# good bulking article by dante(DC)



## hilly (Jan 19, 2008)

- A great article from back in the day.

EATING FOR SIZE

by Dante

Originally Printed in Hardcore Muscle Issue #8, 1995

With all the high falutin diets going around everywhere now - it's very hard to decide which direction to go. In this article I'm going to state some facts and then let you, the reader decide what is best for you. I'm probably going to get some guff from people who have different theories than for what I'm about to write - mainly because it seems passe.

Without a doubt - "bulking up" has gotten a bad name lately, but let me tell you why first. One thing Dan Duchaine really grilled into us during our interview with him - is how the market controls everything. The market honestly is not for the cultish class of rebel bodybuilders who want to get extremely massive and shake the earth at his every step. No, the market is for Joe public who would like to look lean all year round and build some muscle if he can too. And what is the next most important facet - convenience! It must be simple, easy to do, and just not a pain in the ass to follow day in and day out.

Yes, everyone wants to be big muscularly if they can, but to the majority - being lean and muscular is vastly more important. OK, I agree that the majority of bodybuilders out there are in this class. I don't actually consider those guys HARDCORE in my definition of the word but I must see their side too. To me bodybuilding is about growing not dieting (deprivation).

What I want you to look at is this - the big picture. Do you reading this

want to put on as much muscle, as fast as you possibly can - for the pursuit

of your long-term goal?

Or do you want to maybe compromise muscular gains, growing at a much slower rate but you look lean the whole way while trying to put on muscle? This is the tremendously hard decision you have to make.

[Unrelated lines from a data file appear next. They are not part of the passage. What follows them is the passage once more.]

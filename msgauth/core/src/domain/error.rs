// Copyright (c) 2026 100monkeys.ai
// SPDX-License-Identifier: AGPL-3.0
//! # Error Taxonomy
//!
//! | Error | Raised by | Recovery |
//! |-------|-----------|----------|
//! | [`PolicyError`] | `MessagePolicy` / `TargetPolicy` construction | fatal configuration fault |
//! | [`AuthError`] | modules, configs, contexts, providers | caller sends or synthesizes a failure response |
//! | [`RegistryError`] | registry mutation with a declared provider | caller decides |
//! | [`StoreError`] | declarative registration stores | caller decides |
//!
//! Registry queries for unknown ids are not errors: they answer `false` / `None`.

use thiserror::Error;

/// Malformed message policy shape (the "configuration error" of the framework).
#[derive(Debug, Clone, PartialEq, Eq, Error)]
pub enum PolicyError {
    #[error("Target list must not be empty (omit it to address the whole message)")]
    EmptyTargets,

    #[error("Target policy list must not be empty (omit the message policy instead)")]
    EmptyTargetPolicies,
}

/// The single checked failure kind of message authentication processing.
#[derive(Debug, Error)]
pub enum AuthError {
    /// Authentication did not succeed. `response_staged` tells the caller whether a module
    /// already placed a failure response in the exchange; if not, the caller must
    /// synthesize a generic one.
    #[error("Authentication failed: {reason}")]
    Failed { reason: String, response_staged: bool },

    #[error("Module '{module}' failed: {reason}")]
    Module { module: String, reason: String },

    #[error("Module '{module}' could not be initialized: {reason}")]
    Initialization { module: String, reason: String },

    #[error("Credential handler failed: {0}")]
    Callback(String),

    #[error("Unsupported message type: {0}")]
    UnsupportedMessageType(String),

    #[error("Invalid message policy: {0}")]
    Policy(#[from] PolicyError),
}

impl AuthError {
    pub fn failed(reason: impl Into<String>) -> Self {
        Self::Failed {
            reason: reason.into(),
            response_staged: false,
        }
    }

    /// A failure for which the raising module already staged a response message.
    pub fn failed_with_response(reason: impl Into<String>) -> Self {
        Self::Failed {
            reason: reason.into(),
            response_staged: true,
        }
    }

    pub fn module(module: impl Into<String>, reason: impl Into<String>) -> Self {
        Self::Module {
            module: module.into(),
            reason: reason.into(),
        }
    }

    pub fn response_staged(&self) -> bool {
        matches!(
            self,
            Self::Failed {
                response_staged: true,
                ..
            }
        )
    }
}

/// Errors from registry mutations that have to construct a provider or touch the
/// declarative store.
#[derive(Debug, Error)]
pub enum RegistryError {
    #[error("Unknown provider class: {0}")]
    UnknownProviderClass(String),

    #[error("Provider class '{class_name}' could not be constructed: {source}")]
    ProviderConstruction {
        class_name: String,
        #[source]
        source: AuthError,
    },

    #[error("Registration store error: {0}")]
    Store(#[from] StoreError),
}

/// Errors from reading or writing declarative registrations.
#[derive(Debug, Error)]
pub enum StoreError {
    #[error("I/O error: {0}")]
    Io(#[from] std::io::Error),

    #[error("YAML error: {0}")]
    Yaml(#[from] serde_yaml::Error),

    #[error("Invalid registration manifest: {0}")]
    Invalid(String),
}

#[cfg(test)]
mod tests {
    use super::*;

    #[test]
    fn test_response_staged_flag() {
        assert!(AuthError::failed_with_response("bad password").response_staged());
        assert!(!AuthError::failed("bad password").response_staged());
        assert!(!AuthError::module("basic", "boom").response_staged());
    }

    #[test]
    fn test_policy_error_converts_into_auth_error() {
        let err: AuthError = PolicyError::EmptyTargets.into();
        assert!(matches!(err, AuthError::Policy(PolicyError::EmptyTargets)));
    }
}
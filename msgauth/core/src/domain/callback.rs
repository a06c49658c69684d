// Copyright (c) 2026 100monkeys.ai
// SPDX-License-Identifier: AGPL-3.0
//! # Credential-Resolution Callbacks
//!
//! Modules never resolve credentials, keys or certificates themselves. They fill in a
//! typed request record, hand a batch of them to the runtime's [`CallbackHandler`], and
//! read the answers back from the same records.
//!
//! | Record | Request fields | Answer fields |
//! |--------|----------------|---------------|
//! | [`CallerPrincipalCallback`] | subject, principal or name | (applied to subject) |
//! | [`GroupPrincipalCallback`] | subject, group names | (applied to subject) |
//! | [`PasswordValidationCallback`] | username, password | result |
//! | [`PrivateKeyCallback`] | [`PrivateKeyRequest`] | key, certificate chain |
//! | [`SecretKeyCallback`] | [`SecretKeyRequest`] | key |
//! | [`TrustStoreCallback`] | - | trust store |
//! | [`CertStoreCallback`] | - | certificate store |
//!
//! Key material is zeroized when dropped.

use std::fmt;
use zeroize::{Zeroize, ZeroizeOnDrop, Zeroizing};

use crate::domain::error::AuthError;
use crate::domain::identity::{Principal, Subject};

/// DER-encoded X.509 certificate.
#[derive(Debug, Clone, PartialEq, Eq)]
pub struct Certificate(pub Vec<u8>);

/// Encoded private key material.
#[derive(Clone, PartialEq, Eq, Zeroize, ZeroizeOnDrop)]
pub struct PrivateKey(Vec<u8>);

impl PrivateKey {
    pub fn new(bytes: Vec<u8>) -> Self {
        Self(bytes)
    }

    pub fn as_bytes(&self) -> &[u8] {
        &self.0
    }
}

impl fmt::Debug for PrivateKey {
    fn fmt(&self, f: &mut fmt::Formatter<'_>) -> fmt::Result {
        f.write_str("PrivateKey(<redacted>)")
    }
}

/// Symmetric key material.
#[derive(Clone, PartialEq, Eq, Zeroize, ZeroizeOnDrop)]
pub struct SecretKey(Vec<u8>);

impl SecretKey {
    pub fn new(bytes: Vec<u8>) -> Self {
        Self(bytes)
    }

    pub fn as_bytes(&self) -> &[u8] {
        &self.0
    }
}

impl fmt::Debug for SecretKey {
    fn fmt(&self, f: &mut fmt::Formatter<'_>) -> fmt::Result {
        f.write_str("SecretKey(<redacted>)")
    }
}

/// Assign the caller principal of `subject`, either as a principal or by name.
#[derive(Debug)]
pub struct CallerPrincipalCallback<'a> {
    pub subject: &'a mut Subject,
    pub principal: Option<Principal>,
    pub name: Option<String>,
}

impl<'a> CallerPrincipalCallback<'a> {
    pub fn with_name(subject: &'a mut Subject, name: impl Into<String>) -> Self {
        Self {
            subject,
            principal: None,
            name: Some(name.into()),
        }
    }

    pub fn with_principal(subject: &'a mut Subject, principal: Principal) -> Self {
        Self {
            subject,
            principal: Some(principal),
            name: None,
        }
    }
}

/// Assign group principals to `subject`.
#[derive(Debug)]
pub struct GroupPrincipalCallback<'a> {
    pub subject: &'a mut Subject,
    pub groups: Vec<String>,
}

/// Ask the runtime to validate a username/password pair.
pub struct PasswordValidationCallback {
    username: String,
    password: Option<Zeroizing<Vec<u8>>>,
    result: bool,
}

impl PasswordValidationCallback {
    pub fn new(username: impl Into<String>, password: Vec<u8>) -> Self {
        Self {
            username: username.into(),
            password: Some(Zeroizing::new(password)),
            result: false,
        }
    }

    pub fn username(&self) -> &str {
        &self.username
    }

    /// `None` once the password has been cleared.
    pub fn password(&self) -> Option<&[u8]> {
        self.password.as_ref().map(|p| p.as_slice())
    }

    /// Wipe the password; later calls to [`Self::password`] return `None`.
    pub fn clear_password(&mut self) {
        self.password = None;
    }

    pub fn result(&self) -> bool {
        self.result
    }

    pub fn set_result(&mut self, result: bool) {
        self.result = result;
    }
}

impl fmt::Debug for PasswordValidationCallback {
    fn fmt(&self, f: &mut fmt::Formatter<'_>) -> fmt::Result {
        f.debug_struct("PasswordValidationCallback")
            .field("username", &self.username)
            .field("password", &self.password.as_ref().map(|_| "<redacted>"))
            .field("result", &self.result)
            .finish()
    }
}

/// How a private key is looked up.
#[derive(Debug, Clone, PartialEq, Eq)]
pub enum PrivateKeyRequest {
    Alias(String),
    IssuerSerial {
        issuer: String,
        /// Big-endian unsigned serial number.
        serial: Vec<u8>,
    },
    SubjectKeyId(Vec<u8>),
    Digest { digest: Vec<u8>, algorithm: String },
}

/// Ask the runtime for a private key and its certificate chain. A request of `None` asks
/// for the runtime's default key.
#[derive(Debug)]
pub struct PrivateKeyCallback {
    request: Option<PrivateKeyRequest>,
    key: Option<PrivateKey>,
    chain: Vec<Certificate>,
}

impl PrivateKeyCallback {
    pub fn new(request: Option<PrivateKeyRequest>) -> Self {
        Self {
            request,
            key: None,
            chain: Vec::new(),
        }
    }

    pub fn request(&self) -> Option<&PrivateKeyRequest> {
        self.request.as_ref()
    }

    pub fn key(&self) -> Option<&PrivateKey> {
        self.key.as_ref()
    }

    pub fn chain(&self) -> &[Certificate] {
        &self.chain
    }

    pub fn set_key(&mut self, key: PrivateKey, chain: Vec<Certificate>) {
        self.key = Some(key);
        self.chain = chain;
    }
}

/// How a secret key is looked up.
#[derive(Debug, Clone, PartialEq, Eq)]
pub enum SecretKeyRequest {
    Alias(String),
}

impl SecretKeyRequest {
    pub const DEFAULT_ALIAS: &'static str = "Alias";

    /// Alias request; a missing alias falls back to [`Self::DEFAULT_ALIAS`].
    pub fn alias(alias: Option<&str>) -> Self {
        Self::Alias(alias.unwrap_or(Self::DEFAULT_ALIAS).to_string())
    }
}

#[derive(Debug)]
pub struct SecretKeyCallback {
    request: SecretKeyRequest,
    key: Option<SecretKey>,
}

impl SecretKeyCallback {
    pub fn new(request: SecretKeyRequest) -> Self {
        Self { request, key: None }
    }

    pub fn request(&self) -> &SecretKeyRequest {
        &self.request
    }

    pub fn key(&self) -> Option<&SecretKey> {
        self.key.as_ref()
    }

    pub fn set_key(&mut self, key: SecretKey) {
        self.key = Some(key);
    }
}

#[derive(Debug, Default)]
pub struct TrustStoreCallback {
    pub trust_store: Option<Vec<Certificate>>,
}

#[derive(Debug, Default)]
pub struct CertStoreCallback {
    pub cert_store: Option<Vec<Certificate>>,
}

/// One credential-resolution request handed to a [`CallbackHandler`].
#[derive(Debug)]
pub enum Callback<'a> {
    CallerPrincipal(CallerPrincipalCallback<'a>),
    GroupPrincipal(GroupPrincipalCallback<'a>),
    PasswordValidation(PasswordValidationCallback),
    PrivateKey(PrivateKeyCallback),
    SecretKey(SecretKeyCallback),
    TrustStore(TrustStoreCallback),
    CertStore(CertStoreCallback),
}

/// The runtime's credential resolver. Handlers answer what they can and fail with
/// [`AuthError::Callback`] on anything they cannot process.
pub trait CallbackHandler: Send + Sync {
    fn handle(&self, callbacks: &mut [Callback<'_>]) -> Result<(), AuthError>;
}

#[cfg(test)]
mod tests {
    use super::*;

    #[test]
    fn test_password_can_be_cleared() {
        let mut callback = PasswordValidationCallback::new("alice", b"s3cret".to_vec());
        assert_eq!(callback.password(), Some(&b"s3cret"[..]));
        callback.clear_password();
        assert!(callback.password().is_none());
        assert!(!callback.result());
    }

    #[test]
    fn test_secret_key_alias_default() {
        assert_eq!(
            SecretKeyRequest::alias(None),
            SecretKeyRequest::Alias("Alias".to_string())
        );
        assert_eq!(
            SecretKeyRequest::alias(Some("hmac")),
            SecretKeyRequest::Alias("hmac".to_string())
        );
    }

    #[test]
    fn test_key_material_is_redacted_in_debug() {
        let mut callback = PrivateKeyCallback::new(Some(PrivateKeyRequest::Alias("tls".into())));
        callback.set_key(PrivateKey::new(vec![1, 2, 3]), vec![Certificate(vec![9])]);
        let rendered = format!("{:?}", callback);
        assert!(rendered.contains("<redacted>"));
        assert_eq!(callback.chain().len(), 1);
    }
}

And yes, I feel it is tremendously hard because no one wants to build muscle at a less then optimum rate and no one wants to be a little fatter than they have to be.

Let's simplify things shall we? Basically you can divide pretty much all the new and old concept diets into two groups. First there is the moderate to low calorie diets which include (nutrient density, high fat [variation] to fat, low carb) diet theories in which in the overwhelming majority of them the calories are pretty much below 3500.

Then there is the moderate to high calorie diets which include High Protein, Parillo, High fat [again - variation] high carb, etc.) diet theories.

I'm going to be blatantly honest here so bear with me. If you want to stay fairly lean (let's say optimally lean - that's a better description) and in a genuinely easy diet concept to follow - all along building muscle along the way (not optimally though), then you should probably be on one of the diets in the first group. You have to do what makes you happy and a lot of you won't be happy being a little plump even though you will be a lot bigger muscle wise.

As a lot of you know, what looks good on paper doesn't always play out well in real life. And more than anywhere else diet theories which even in my discerning eyes, look good on paper - definitely don't play out well in the gym. I must repeat this. You must think this out and decide what makes you happy. I don't want you guys coming back and saying "Those ****in' guys at H.M. made me fat! Yea. I'm a lot bigger but I'm fat!" I ain't gonna deal with it. (How's that for some slang) (My grandmother the English teacher would kill me) So now I'm going to state some facts outside the science/paper arena - that I have seen happen in real life. I'm willing to bet that when you guys think about it, you will come to the same conclusions I have.

A) I have never seen a juiced bodybuilder taking in about 3000 calories a day, go beyond the gains of what ONLY the use/abuse of the sauce has let him gain.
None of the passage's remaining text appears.